情報提供者
木曜日の午後、由紀子は待ち合わせ場所であるターミナル駅に向かった。スーツ姿の剣崎は一人で待っていた。剣崎は再会の挨拶と、由紀子に対する労いの言葉を述べてから彼女を貸し会議室に導く。
席に着くと剣崎は備え付けのサーバーで淹れたコーヒーを由紀子に勧めた。そして恭しく東京の銘菓を由紀子に差し出した。

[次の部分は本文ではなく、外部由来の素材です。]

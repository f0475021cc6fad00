//! Reelhouse Storage Library
//!
//! Publication of finished local files. Every strategy implements the
//! [`Publisher`] trait and returns the URL under which the bytes are reachable.
//!
//! # Storage key format
//!
//! Keys are `{prefix}/{identifier}.{extension}` where the prefix is an
//! orientation bucket for videos (`landscape`, `portrait`, `other`) or
//! `thumbnails`, and the identifier is 128 random bits as lowercase hex.
//! Key generation is centralized in the `keys` module.

pub mod cache;
pub mod data_url;
pub mod factory;
pub mod keys;
pub mod memory;
pub mod object;
pub mod traits;

// Re-export commonly used types
pub use cache::{AssetCache, CachedAsset};
pub use data_url::DataUrlPublisher;
pub use factory::{create_thumbnail_publisher, create_video_publisher};
pub use keys::StorageKey;
pub use memory::MemoryPublisher;
pub use object::ObjectStorePublisher;
pub use reelhouse_core::{PublisherKind, StorageBackend};
pub use traits::{PublishRequest, Publisher, StorageError, StorageResult};
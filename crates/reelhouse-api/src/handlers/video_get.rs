use axum::{
    extract::{Path, State},
    Json,
};
use reelhouse_core::models::VideoRecord;
use reelhouse_core::AppError;
use std::sync::Arc;

use crate::auth::AuthContext;
use crate::error::HttpAppError;
use crate::handlers::parse_video_id;
use crate::state::AppState;

/// `GET /api/videos/{video_id}`: the owner's view of a video record.
pub async fn get_video(
    State(state): State<Arc<AppState>>,
    auth: AuthContext,
    Path(video_id): Path<String>,
) -> Result<Json<VideoRecord>, HttpAppError> {
    let video_id = parse_video_id(&video_id)?;

    let video = state
        .videos
        .get(video_id)
        .await?
        .ok_or_else(|| AppError::NotFound("Couldn't find video".to_string()))?;

    if !video.is_owned_by(auth.user_id) {
        return Err(AppError::Forbidden("Forbidden".to_string()).into());
    }

    Ok(Json(video))
}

「手紙と電話でもお伝えした通り、一騎さんの映像や写真の使用許可を頂けないでしょうか?」
剣崎は頭を下げた。由紀子は何から話せば良いのか考えて、自分の膝に置かれた指を見ながら黙っていた。剣崎は同情を込めた眼差しで、
「ご遺族として、辛い事も多々あるでしょうね」
と暗に雑誌の記事で由紀子が傷ついている事を憂慮する。夫の上司に神戸まで来てもらったのだからきちんと話さなきゃ、と由紀子は自分を奮い立たせた。
由紀子は意を決して言った。
「長谷川は、根津蛍さんと交際していましたよね?」
唐突に蛍の名前が出ても剣崎は顔色を変えずに
「私から見てそのような印象は持ちませんでしたが。同じチームだから一緒に仕事をしていただけの関係ですよ。一騎さんにご家庭があった事は社員一同存じておりましたのでご心配は無用です」
と由紀子の疑念を否定する。そして気の毒そうに、
「一部でそのような報道が出たらしいですが、単なる噂話の範疇です。同業他社はお互いに足の引っ張り合いをするんですよ」
そこで由紀は手持ちのカードを切る。
「長谷川の部屋にいる根津さんの写真を見ましたが」
一瞬剣崎は黙ったが、
「うちの社員は皆仲が良くって、休みの度に飲み会だボーリングだと繰り出しています。きっと何かのイベントの帰り、二次会がわりに一騎さんのマンションに皆で押しかけたんでしょうな。ただ職場の風味を乱しますし、このように奥様にもご心配をおかけしますので、以後個人宅に上がりこむのは辞めるよう今一度社員教育を徹底させます。申し訳ございませんでした」
と慇懃に頭を下げた。
剣崎は言い訳に終始した。流石は一騎の上司である。言い訳ばかりを並べていた生前の一騎の姿と重なった。由紀子は言った。
「生前の長谷川に対して変な記事が出ていますが」
「ひどい記事ですよね。弊社としても訴訟の準備がございます」
剣崎は眉をハの字にして応じた。由紀子は内心訴訟は困ると思う。裁判沙汰になったらまた一騎のことが報道される。由紀子の望みは世間が一騎を忘れることなのだ。由紀子は続ける。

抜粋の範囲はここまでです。